Today, Pan, a middle-aged housewife and mother of three, happily fulfills that classic role in a more modern setting.
``My goals are to cook good meals and wash the clothes so they are very clean,'' Pan said in an interview in her brick farmhouse. ``I want to help my husband and children go off to work - to make them happy.''
Pan's acceptance of the Confucian duties of wife and mother reflects how deeply rooted sexist attitudes toward Chinese women have stubbornly survived 30 years of Maoist rule to reemerge with force in the past decade of reform.
Mao's idea of ``liberating'' Chinese women was to force them - virtually without exception - to take part in often grueling collective labor. In the 1950s, '60s, and '70s, millions of women organized into ``red women's shock brigades,'' marched to fields and factories to work shoulder to shoulder with men.
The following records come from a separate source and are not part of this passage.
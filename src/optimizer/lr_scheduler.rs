/// Learning rate scheduling strategies
#[derive(Clone, Debug, PartialEq)]
pub enum LearningRateScheduler {
    /// Linear decay: lr = initial_lr * (1 - step / max_steps) + final_lr * (step / max_steps),
    /// holding `final_lr` from `max_steps` on.
    LinearDecay {
        initial_lr: f32,
        final_lr: f32,
        max_steps: usize,
    },
}

impl LearningRateScheduler {
    /// Get the learning rate for a given step. Never negative.
    pub fn get_lr(&self, step: usize) -> f32 {
        let lr = match self {
            LearningRateScheduler::LinearDecay { initial_lr, final_lr, max_steps } => {
                if *max_steps == 0 || step >= *max_steps {
                    *final_lr
                } else {
                    let progress = step as f32 / *max_steps as f32;
                    initial_lr * (1.0 - progress) + final_lr * progress
                }
            }
        };
        lr.max(0.0)
    }

    /// Linear decay from `initial_lr` to zero over `max_steps` attempts
    pub fn linear_to_zero(initial_lr: f32, max_steps: usize) -> Self {
        LearningRateScheduler::LinearDecay {
            initial_lr,
            final_lr: 0.0,
            max_steps,
        }
    }
}
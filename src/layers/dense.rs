use ndarray::{Array1, Array2, ArrayView1, ArrayView2, Axis};
use rand::Rng;

use crate::activations::Activation;
use super::initialization::{WeightInit, BIAS_INIT};

/// `inputs · weights + biases`, broadcasting the bias row over the batch.
pub fn affine(inputs: ArrayView2<f32>, weights: &Array2<f32>, biases: &Array1<f32>) -> Array2<f32> {
    inputs.dot(weights) + &biases.view().insert_axis(Axis(0))
}

/// Sum over the batch of the outer products `inputs[b] ⊗ deltas[b]`.
pub fn outer_sum(inputs: ArrayView2<f32>, deltas: ArrayView2<f32>) -> Array2<f32> {
    inputs.t().dot(&deltas)
}

/// Deltas seen by the previous layer's outputs: `deltas · weightsᵀ`.
pub fn back_propagate(deltas: ArrayView2<f32>, weights: &Array2<f32>) -> Array2<f32> {
    deltas.dot(&weights.t())
}

/// Values retained by a batched forward pass for use in the backward pass
#[derive(Debug, Clone)]
pub struct LayerCache {
    pub inputs: Array2<f32>,
    pub pre_activation: Array2<f32>,
    pub outputs: Array2<f32>,
}

/// Gradients of one layer summed over a batch
#[derive(Debug, Clone)]
pub struct LayerGradients {
    /// Error after the activation derivative, one row per sample
    pub adjusted_error: Array2<f32>,
    pub weights: Array2<f32>,
    pub biases: Array1<f32>,
}

/// A fully connected (dense) layer in a neural network
#[derive(Clone, Debug, PartialEq)]
pub struct DenseLayer {
    pub weights: Array2<f32>,
    pub biases: Array1<f32>,
    pub activation: Activation,
}

impl DenseLayer {
    /// Create a new dense layer, drawing weights from `init` and biases
    /// uniformly in [-0.1, 0.1].
    pub fn new<R: Rng + ?Sized>(
        input_size: usize,
        output_size: usize,
        activation: Activation,
        init: WeightInit,
        rng: &mut R,
    ) -> Self {
        let weights = init.initialize_weights((input_size, output_size), rng);
        let biases = BIAS_INIT.initialize_biases(output_size, rng);
        DenseLayer {
            weights,
            biases,
            activation,
        }
    }

    pub fn with_weights(mut self, weights: Array2<f32>) -> Self {
        assert_eq!(weights.dim(), self.weights.dim());
        self.weights = weights;
        self
    }

    pub fn with_biases(mut self, biases: Array1<f32>) -> Self {
        assert_eq!(biases.dim(), self.biases.dim());
        self.biases = biases;
        self
    }

    pub fn input_size(&self) -> usize {
        self.weights.nrows()
    }

    pub fn output_size(&self) -> usize {
        self.weights.ncols()
    }

    /// Forward pass for a single input vector. Does not touch any cache.
    pub fn forward(&self, input: ArrayView1<f32>) -> Array1<f32> {
        let mut output = input.dot(&self.weights) + &self.biases;
        self.activation.apply(&mut output);
        output
    }

    /// Forward pass for a batch without retaining intermediates.
    pub fn predict_batch(&self, inputs: ArrayView2<f32>) -> Array2<f32> {
        let mut outputs = affine(inputs, &self.weights, &self.biases);
        self.activation.apply_batch(&mut outputs);
        outputs
    }

    /// Forward pass for a batch, keeping inputs and pre-activations.
    pub fn forward_batch(&self, inputs: ArrayView2<f32>) -> LayerCache {
        let pre_activation = affine(inputs, &self.weights, &self.biases);
        let mut outputs = pre_activation.clone();
        self.activation.apply_batch(&mut outputs);
        LayerCache {
            inputs: inputs.to_owned(),
            pre_activation,
            outputs,
        }
    }

    /// Gradients for a batch given the error on this layer's outputs.
    pub fn backward_batch(&self, cache: &LayerCache, output_errors: ArrayView2<f32>) -> LayerGradients {
        let activation_deriv = self.activation.derivative_batch(cache.pre_activation.view());
        let adjusted_error = &output_errors * &activation_deriv;
        let weights = outer_sum(cache.inputs.view(), adjusted_error.view());
        let biases = adjusted_error.sum_axis(Axis(0));

        LayerGradients {
            adjusted_error,
            weights,
            biases,
        }
    }
}
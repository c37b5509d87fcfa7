use thiserror::Error;

/// Result type for dashq operations
pub type Result<T> = std::result::Result<T, DashError>;

/// Main error type for the learning engine.
///
/// Every variant is recoverable: the control loop reports it and keeps
/// running with whatever parameters it currently holds.
#[derive(Debug, Error)]
pub enum DashError {
    /// A weight snapshot was produced by a differently sized network
    #[error("Network architecture mismatch: expected {expected}, found {found}")]
    ConfigMismatch {
        expected: String,
        found: String,
    },

    /// IO errors (file operations)
    #[error("IO error: {0}")]
    Io(#[from] std::io::Error),

    /// Binary encoding/decoding errors
    #[error("Serialization error: {0}")]
    Serialization(#[from] bincode::Error),

    /// Configuration file could not be parsed
    #[error("Config error: {0}")]
    Config(#[from] serde_json::Error),

    /// Invalid parameter value
    #[error("Invalid parameter '{name}': {reason}")]
    InvalidParameter {
        name: String,
        reason: String,
    },

    /// Invalid dimensions for operations
    #[error("Dimension mismatch: expected {expected}, got {actual}")]
    DimensionMismatch {
        expected: String,
        actual: String,
    },

    /// Action outside the network's output range
    #[error("Invalid action {action}: must be less than {max_actions}")]
    InvalidAction {
        action: usize,
        max_actions: usize,
    },

    /// An operation needed the value network before one was attached
    #[error("No value network attached")]
    MissingNetwork,
}

// Helper functions for common error patterns
impl DashError {
    pub fn dimension_mismatch<S: Into<String>>(expected: S, actual: S) -> Self {
        DashError::DimensionMismatch {
            expected: expected.into(),
            actual: actual.into(),
        }
    }

    pub fn invalid_parameter<S: Into<String>>(name: S, reason: S) -> Self {
        DashError::InvalidParameter {
            name: name.into(),
            reason: reason.into(),
        }
    }

    pub fn config_mismatch<S: Into<String>>(expected: S, found: S) -> Self {
        DashError::ConfigMismatch {
            expected: expected.into(),
            found: found.into(),
        }
    }
}
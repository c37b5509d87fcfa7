//! # Agent Configuration
//!
//! Hyperparameters for the learning engine and the frame-paced session. The
//! defaults reproduce the reference configuration; any subset of fields can be
//! overridden from a JSON file, missing fields keep their defaults.
//!
//! ```rust
//! use dashq::config::AgentConfig;
//!
//! let config = AgentConfig::from_json_str(r#"{ "batch_size": 32, "seed": 7 }"#).unwrap();
//! assert_eq!(config.batch_size, 32);
//! assert_eq!(config.memory_size, 50_000);
//! ```

use serde::{Deserialize, Serialize};
use std::fs;
use std::path::{Path, PathBuf};

use crate::error::{DashError, Result};

pub const INPUT_SIZE: usize = 15;
pub const HIDDEN_SIZE: usize = 64;
pub const OUTPUT_SIZE: usize = 4;
pub const MEMORY_SIZE: usize = 50_000;
pub const BATCH_SIZE: usize = 128;

pub const INITIAL_EPSILON: f32 = 0.99;
pub const FINAL_EPSILON: f32 = 0.01;
pub const GAMMA: f32 = 0.99;
pub const LEARNING_RATE: f32 = 0.01;
pub const EXPLORATION_STEPS: usize = 100_000;
pub const TRAIN_EVERY_N_ATTEMPTS: usize = 5;
pub const FRAME_BUDGET_MS: u64 = 16;

/// Layer widths of the value network
#[derive(Clone, Copy, Debug, PartialEq, Eq, Serialize, Deserialize)]
#[serde(default)]
pub struct NetworkConfig {
    pub input_size: usize,
    pub hidden_size: usize,
    pub output_size: usize,
}

impl NetworkConfig {
    pub fn new(input_size: usize, hidden_size: usize, output_size: usize) -> Self {
        NetworkConfig { input_size, hidden_size, output_size }
    }

    pub fn validate(&self) -> Result<()> {
        for (name, size) in [
            ("input_size", self.input_size),
            ("hidden_size", self.hidden_size),
            ("output_size", self.output_size),
        ] {
            if size == 0 {
                return Err(DashError::invalid_parameter(name, "must be greater than zero"));
            }
            if size > i32::MAX as usize {
                return Err(DashError::invalid_parameter(name, "does not fit the snapshot header"));
            }
        }
        Ok(())
    }
}

impl Default for NetworkConfig {
    fn default() -> Self {
        NetworkConfig::new(INPUT_SIZE, HIDDEN_SIZE, OUTPUT_SIZE)
    }
}

impl std::fmt::Display for NetworkConfig {
    fn fmt(&self, f: &mut std::fmt::Formatter<'_>) -> std::fmt::Result {
        write!(f, "{}x{}x{}", self.input_size, self.hidden_size, self.output_size)
    }
}

/// Full set of engine and session hyperparameters
#[derive(Clone, Debug, Serialize, Deserialize)]
#[serde(default)]
pub struct AgentConfig {
    // Network architecture
    pub network: NetworkConfig,

    // Replay
    pub memory_size: usize,
    pub batch_size: usize,

    // Exploration
    pub initial_epsilon: f32,
    pub final_epsilon: f32,
    pub exploration_steps: usize,

    // Training
    pub gamma: f32,
    pub learning_rate: f32,
    pub train_every_n_attempts: usize,

    // Session
    pub frame_budget_ms: u64,
    pub weights_path: PathBuf,

    /// Seed for every random draw; `None` seeds from entropy
    pub seed: Option<u64>,
}

impl Default for AgentConfig {
    fn default() -> Self {
        AgentConfig {
            network: NetworkConfig::default(),
            memory_size: MEMORY_SIZE,
            batch_size: BATCH_SIZE,
            initial_epsilon: INITIAL_EPSILON,
            final_epsilon: FINAL_EPSILON,
            exploration_steps: EXPLORATION_STEPS,
            gamma: GAMMA,
            learning_rate: LEARNING_RATE,
            train_every_n_attempts: TRAIN_EVERY_N_ATTEMPTS,
            frame_budget_ms: FRAME_BUDGET_MS,
            weights_path: PathBuf::from("gdai_network.dat"),
            seed: None,
        }
    }
}

impl AgentConfig {
    /// Parse and validate a JSON configuration
    pub fn from_json_str(json: &str) -> Result<Self> {
        let config: AgentConfig = serde_json::from_str(json)?;
        config.validate()?;
        Ok(config)
    }

    /// Read, parse and validate a JSON configuration file
    pub fn from_json_file<P: AsRef<Path>>(path: P) -> Result<Self> {
        let contents = fs::read_to_string(path)?;
        Self::from_json_str(&contents)
    }

    pub fn to_json_string(&self) -> Result<String> {
        Ok(serde_json::to_string_pretty(self)?)
    }

    pub fn validate(&self) -> Result<()> {
        self.network.validate()?;

        if self.memory_size == 0 {
            return Err(DashError::invalid_parameter("memory_size", "must be greater than zero"));
        }
        if self.batch_size == 0 {
            return Err(DashError::invalid_parameter("batch_size", "must be greater than zero"));
        }
        if !(self.initial_epsilon > 0.0 && self.initial_epsilon <= 1.0) {
            return Err(DashError::invalid_parameter("initial_epsilon", "must be in (0, 1]"));
        }
        if !(self.final_epsilon > 0.0 && self.final_epsilon <= self.initial_epsilon) {
            return Err(DashError::invalid_parameter(
                "final_epsilon",
                "must be in (0, initial_epsilon]",
            ));
        }
        if self.exploration_steps == 0 {
            return Err(DashError::invalid_parameter("exploration_steps", "must be greater than zero"));
        }
        if !(0.0..=1.0).contains(&self.gamma) {
            return Err(DashError::invalid_parameter("gamma", "must be in [0, 1]"));
        }
        if !(self.learning_rate >= 0.0 && self.learning_rate.is_finite()) {
            return Err(DashError::invalid_parameter("learning_rate", "must be finite and non-negative"));
        }
        if self.train_every_n_attempts == 0 {
            return Err(DashError::invalid_parameter(
                "train_every_n_attempts",
                "must be greater than zero",
            ));
        }
        Ok(())
    }
}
``Every day I went to the fields, even when I was pregnant,'' Pan said. ``The hardest time was when we had to dig irrigation ditches in winter. Even if I was tired and wanted to rest, I couldn't. If I didn't work, I couldn't eat.''
Pan earned about 40 fen (10 cents) a day. In the harvest season she labored from dawn to well after dusk reaping corn, beans, and Chinese sorghum. Leaving the fields exhausted, she returned home to cook, sew, and care for her young children.
Glorifying China's work force of ``iron girls,'' Mao proclaimed that ``women prop up half the sky,'' a propaganda slogan hailing equality of the sexes under communism. But in fact, only a handful of Chinese women rose to leading posts in the workplace, Communist Party, or government. The majority remained victims of the deeply ingrained Confucian belief that women are inferior to men. Lacking educational opportunities, most labored at monotonous, lowly jobs with little hope of advancement.
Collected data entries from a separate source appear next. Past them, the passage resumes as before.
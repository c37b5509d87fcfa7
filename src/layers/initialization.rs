use ndarray::{Array1, Array2};
use ndarray_rand::RandomExt;
use rand::Rng;
use rand_distr::Uniform;

/// Weight initialization strategies
#[derive(Debug, Clone, Copy, PartialEq)]
pub enum WeightInit {
    /// Uniform samples in [-1, 1] scaled by `sqrt(2 / fan_in)` (for ReLU)
    HeScaled,

    /// Uniform distribution with custom range
    Uniform { min: f32, max: f32 },

    /// All zeros
    Zeros,
}

/// Range of the bias initialization used by the value network
pub const BIAS_INIT: WeightInit = WeightInit::Uniform { min: -0.1, max: 0.1 };

impl WeightInit {
    /// Initialize a `(fan_in, fan_out)` weight matrix from the given random source
    pub fn initialize_weights<R: Rng + ?Sized>(&self, shape: (usize, usize), rng: &mut R) -> Array2<f32> {
        let (fan_in, _) = shape;

        match self {
            WeightInit::HeScaled => {
                let scale = (2.0 / fan_in as f32).sqrt();
                let mut weights = Array2::random_using(shape, Uniform::new_inclusive(-1.0f32, 1.0), rng);
                weights.mapv_inplace(|w| w * scale);
                weights
            }

            WeightInit::Uniform { min, max } => {
                Array2::random_using(shape, Uniform::new_inclusive(*min, *max), rng)
            }

            WeightInit::Zeros => Array2::zeros(shape),
        }
    }

    /// Initialize a bias vector from the given random source
    pub fn initialize_biases<R: Rng + ?Sized>(&self, size: usize, rng: &mut R) -> Array1<f32> {
        match self {
            WeightInit::Uniform { min, max } => {
                Array1::random_using(size, Uniform::new_inclusive(*min, *max), rng)
            }

            WeightInit::HeScaled | WeightInit::Zeros => Array1::zeros(size),
        }
    }
}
``I never went to school and I can't read [Chinese] characters,'' Pan said. ``I have no culture.'' Pan is not alone. Today, two-thirds of China's 220 million illiterates are women, according to official statistics.
In 1978, the Maoist policies that had superficially emancipated Pan and other women from the home began to collapse under the pragmatic reforms of leader Deng Xiaoping. As Deng subordinated Mao's radical feminism to his drive for rapid economic growth, many women across China began quitting the work force, while others met with heightened discrimination.
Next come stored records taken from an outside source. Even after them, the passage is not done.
use ndarray::{array, Array1, Array2};
use rand::rngs::StdRng;
use rand::SeedableRng;

use super::{seeded_network, small_config, transition};
use crate::config::NetworkConfig;
use crate::error::DashError;
use crate::network::{td_targets, ValueNetwork};
use crate::replay_buffer::Transition;

fn half_squared_error(network: &ValueNetwork, t: &Transition) -> f32 {
    let q = network.predict(t.state().view()).unwrap();
    0.5 * (q[t.action()] - t.reward()).powi(2)
}

#[test]
fn test_value_network_creation() {
    let network = ValueNetwork::new(NetworkConfig::default(), &mut StdRng::seed_from_u64(1)).unwrap();
    assert_eq!(network.hidden1.weights.shape(), [15, 64]);
    assert_eq!(network.hidden2.weights.shape(), [64, 64]);
    assert_eq!(network.output.weights.shape(), [64, 4]);
    assert_eq!(network.hidden1.biases.len(), 64);
    assert_eq!(network.hidden2.biases.len(), 64);
    assert_eq!(network.output.biases.len(), 4);
}

#[test]
fn test_zero_sized_network_rejected() {
    let result = ValueNetwork::new(NetworkConfig::new(4, 0, 2), &mut StdRng::seed_from_u64(1));
    assert!(matches!(result, Err(DashError::InvalidParameter { .. })));
}

#[test]
fn test_predict_shape_and_determinism() {
    let network = seeded_network(NetworkConfig::default(), 5);
    let state = Array1::from_elem(15, 0.3);
    let first = network.predict(state.view()).unwrap();
    let second = network.predict(state.view()).unwrap();
    assert_eq!(first.len(), 4);
    assert_eq!(first, second);
}

#[test]
fn test_seeds_give_different_networks() {
    let a = seeded_network(NetworkConfig::default(), 1);
    let b = seeded_network(NetworkConfig::default(), 2);
    let state = Array1::from_elem(15, 0.5);
    let qa = a.predict(state.view()).unwrap();
    let qb = b.predict(state.view()).unwrap();
    assert_eq!(qa.len(), qb.len());
    assert_ne!(qa, qb);

    let again = seeded_network(NetworkConfig::default(), 1);
    assert_eq!(a, again);
}

#[test]
fn test_predict_wrong_length() {
    let network = seeded_network(small_config(), 0);
    let result = network.predict(array![1.0, 2.0].view());
    assert!(matches!(result, Err(DashError::DimensionMismatch { .. })));
}

#[test]
fn test_predict_batch_matches_predict() {
    let network = seeded_network(small_config(), 3);
    let states = array![[0.1, 0.2, 0.3, 0.4], [-1.0, 0.5, 0.0, 2.0]];
    let batch = network.predict_batch(states.view()).unwrap();
    for (row, state) in states.rows().into_iter().enumerate() {
        let single = network.predict(state).unwrap();
        for (a, b) in batch.row(row).iter().zip(single.iter()) {
            assert!((a - b).abs() < 1e-5);
        }
    }
}

#[test]
fn test_td_targets_terminal_and_non_terminal() {
    let terminal = transition(0.0, 1, 2.5, true);
    let non_terminal = transition(0.0, 2, 1.0, false);
    let batch = vec![&terminal, &non_terminal];

    let outputs = array![[0.1, 0.2, 0.3], [0.4, 0.5, 0.6]];
    let next_q = array![[9.0, 9.0, 9.0], [0.5, 3.0, -1.0]];
    let targets = td_targets(outputs.view(), next_q.view(), &batch, 0.99);

    assert_eq!(targets[[0, 1]], 2.5);
    assert_eq!(targets[[1, 2]], 1.0 + 0.99 * 3.0);
    // Untaken actions keep the current output
    assert_eq!(targets[[0, 0]], 0.1);
    assert_eq!(targets[[0, 2]], 0.3);
    assert_eq!(targets[[1, 0]], 0.4);
    assert_eq!(targets[[1, 1]], 0.5);
}

#[test]
fn test_empty_batch_is_noop() {
    let mut network = seeded_network(small_config(), 9);
    let before = network.clone();
    let stats = network.update(&[], 0.1, 0.99).unwrap();
    assert!(stats.is_none());
    assert_eq!(network, before);
}

#[test]
fn test_invalid_transition_leaves_network_untouched() {
    let mut network = seeded_network(small_config(), 9);
    let before = network.clone();
    let good = transition(0.2, 0, 1.0, false);
    let bad_action = transition(0.2, 3, 1.0, false);
    let result = network.update(&[&good, &bad_action], 0.1, 0.99);
    assert!(matches!(result, Err(DashError::InvalidAction { action: 3, max_actions: 3 })));
    assert_eq!(network, before);

    let short = Transition::new(Array1::zeros(2), 0, 0.0, Array1::zeros(4), false);
    assert!(network.update(&[&short], 0.1, 0.99).is_err());
    assert_eq!(network, before);
}

#[test]
fn test_gradient_matches_finite_difference() {
    let network = seeded_network(small_config(), 21);
    let sample = Transition::new(array![0.6, -0.2, 0.9, 0.3], 1, 0.75, Array1::zeros(4), true);
    let learning_rate = 0.01;

    let mut updated = network.clone();
    updated.update(&[&sample], learning_rate, 0.99).unwrap();

    let eps = 1e-3;
    let check = |analytic: f32, perturb: &dyn Fn(&mut ValueNetwork, f32)| {
        let mut plus = network.clone();
        perturb(&mut plus, eps);
        let mut minus = network.clone();
        perturb(&mut minus, -eps);
        let numeric = (half_squared_error(&plus, &sample) - half_squared_error(&minus, &sample)) / (2.0 * eps);
        assert!(
            (analytic - numeric).abs() < 1e-2 * (1.0 + numeric.abs()),
            "analytic {} vs numeric {}",
            analytic,
            numeric
        );
    };

    for j in 0..3 {
        let analytic = (network.output.biases[j] - updated.output.biases[j]) / learning_rate;
        check(analytic, &|n: &mut ValueNetwork, d: f32| n.output.biases[j] += d);
    }
    for i in 0..8 {
        let analytic = (network.output.weights[[i, 1]] - updated.output.weights[[i, 1]]) / learning_rate;
        check(analytic, &|n: &mut ValueNetwork, d: f32| n.output.weights[[i, 1]] += d);
    }
    for i in 0..4 {
        let analytic = (network.hidden1.weights[[i, 0]] - updated.hidden1.weights[[i, 0]]) / learning_rate;
        check(analytic, &|n: &mut ValueNetwork, d: f32| n.hidden1.weights[[i, 0]] += d);
    }
}

#[test]
fn test_repeated_updates_approach_terminal_reward() {
    let mut network = seeded_network(small_config(), 4);
    let sample = Transition::new(array![0.5, 0.1, -0.3, 0.8], 2, 1.0, Array1::zeros(4), true);

    let initial_error = (network.predict(sample.state().view()).unwrap()[2] - 1.0).abs();
    let mut last_loss = f32::INFINITY;
    for _ in 0..500 {
        let stats = network.update(&[&sample], 0.05, 0.99).unwrap().unwrap();
        assert!(stats.loss.is_finite());
        last_loss = stats.loss;
    }
    let final_error = (network.predict(sample.state().view()).unwrap()[2] - 1.0).abs();

    assert!(final_error < initial_error * 0.1 + 1e-4);
    assert!(last_loss < 1e-2);
}

#[test]
fn test_zero_learning_rate_keeps_parameters() {
    let mut network = seeded_network(small_config(), 8);
    let sample = transition(0.4, 0, 5.0, true);
    let before = network.clone();
    network.update(&[&sample], 0.0, 0.99).unwrap();
    assert_eq!(network, before);
}

#[test]
fn test_update_stats() {
    let mut network = seeded_network(small_config(), 8);
    let a = transition(0.1, 0, 1.0, true);
    let b = transition(0.7, 2, -1.0, false);
    let stats = network.update(&[&a, &b], 0.02, 0.9).unwrap().unwrap();
    assert_eq!(stats.batch_size, 2);
    assert_eq!(stats.learning_rate, 0.02);
    assert!(stats.loss >= 0.0);
}

#[test]
fn test_reinitialize_keeps_architecture() {
    let mut network = seeded_network(small_config(), 8);
    let before = network.clone();
    network.reinitialize(&mut StdRng::seed_from_u64(99)).unwrap();
    assert_eq!(network.config(), before.config());
    assert_ne!(network.hidden1.weights, before.hidden1.weights);

    let batch = Array2::<f32>::zeros((3, 4));
    assert_eq!(network.predict_batch(batch.view()).unwrap().dim(), (3, 3));
}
``The traditional division of labor between men and women - men work outside and women at home - has emerged again,'' the official New China News Agency reported earlier this year.
While leaders like Deng have not openly sanctioned the unfair treatment of women, neither have they taken effective measures against it. For example, Deng's reforms had granted factory directors more power to hire and fire - in essence, more power to discriminate. The state-run press, however, has justified the widespread layoffs of women by publishing statistics indicating that women are less productive than men.
Moreover, articles have recently appeared in the official press endorsing the concept of women's returning home as ``a more realistic approach to women's liberation.''
In Daqiuzhuang, officials took advantage of market-oriented reforms to diversify from agriculture into rural industry. As the village economy boomed, the average yearly income for its 3,000 peasants increased nearly sixfold, to 1,000 yuan ($270).
Enjoying unprecedented wealth, Pan and the majority of Daqiuzhuang's working women gladly quit their jobs to become housewives, reviving the age-old Confucian role that Maoist campaigns had failed to eradicate.
``After we got rich, I stopped working right away,'' said Pan. ``Now I cook, do the marketing, straighten up the rooms, clean house, and wash the clothes ... I'm very satisfied.''
Pan said her husband is also pleased with the new arrangement. He doesn't do any housework. ``Why should he?'' Pan exclaimed. ``I'm here.''
Each morning, Pan rises at 6 a.m. and walks to a market to buy a breakfast of freshly fried, twisted rolls - a northern Chinese favorite - for her husband, two sons, and daughter.
At noon and dinner time, Pan often cooks homemade wheat noodles or steams baozi, wheat buns stuffed with meat, over a tiny two-burner gas stove. ``I try hard to make good food for my family,'' she said, proudly showing off a new refrigerator.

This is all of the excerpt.